Analysis Specification for Monthly Website Traffic:
1. Generate 12 months of sample traffic data (visits, unique users, bounce rate)
2. Compute monthly averages for each metric
3. Identify best and worst performing months
4. Calculate month-over-month growth rates
"""

# Step 2: Simulated coder output (the actual executable code)
coder_output = textwrap.dedent("""\
    import statistics
    import random
    random.seed(42)
    months = ["Jan","Feb","Mar","Apr","May","Jun","Jul","Aug","Sep","Oct","Nov","Dec"]
    visits = [int(10000 * (1 + 0.3 * (1 if i in [4,5,6,10,11] else -0.2))
                  * random.uniform(0.85, 1.15) * (1 + i * 0.02))
              for i in range(12)]
    print(f"Average visits: {statistics.mean(visits):,.0f}")
    print(f"Best month: {months[visits.index(max(visits))]}")
""")

# Step 3: Execute in a real sandbox
sbx = Sandbox.create(template="python", timeout=300)
try:
    sbx.files.write("/tmp/crew_output.py", coder_output)
    result = sbx.commands.run("python3 /tmp/crew_output.py", timeout=30)
    print(result.stdout)
finally:
    sbx.kill()

Expected Output (demo mode)

Agent in Sandbox (CrewAI) Example
============================================================
OPENAI_API_KEY not set — running in demo mode.

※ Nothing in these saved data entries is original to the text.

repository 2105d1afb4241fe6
pub mod http;
// ============================================================
// CSV INFRASTRUCTURE LAYER
// ============================================================
// Row encoding into the target output encoding

mod row_encoder;

pub use row_encoder::RowEncoder;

--- Demo: Simulating CrewAI multi-agent workflow ---

  [Researcher Agent] Analyzing requirements...
  [Coder Agent] Generating Python code...
  [Sandbox] Executing crew output in isolated sandbox...
  Sandbox created: sbx-abc123

  Sandbox output:
    === Monthly Website Traffic Data ===
    Month   Visits   Unique  Bounce%
    ----------------------------------
    Jan      9,856    7,023    42.1%
    ...

  === Summary Statistics ===
    Avg visits:       12,841
    Best:  Jun (19,023 visits)
    Worst: Jan (9,856 visits)

  Overall trend: increasing

  Sandbox sbx-abc123 killed.

Why Sandbox the Crew Output

CrewAI agents can produce arbitrary Python code. Without sandboxing:
  • The generated code runs on your host machine with your credentials and filesystem access
  • A compromised or hallucinating agent could produce code that reads secrets, makes outbound calls, or modifies files
  • There is no way to audit or restrict what the generated code does
With Declaw, the crew produces code; Declaw executes it in an isolated microVM. The host process remains safe regardless of what the agents generate.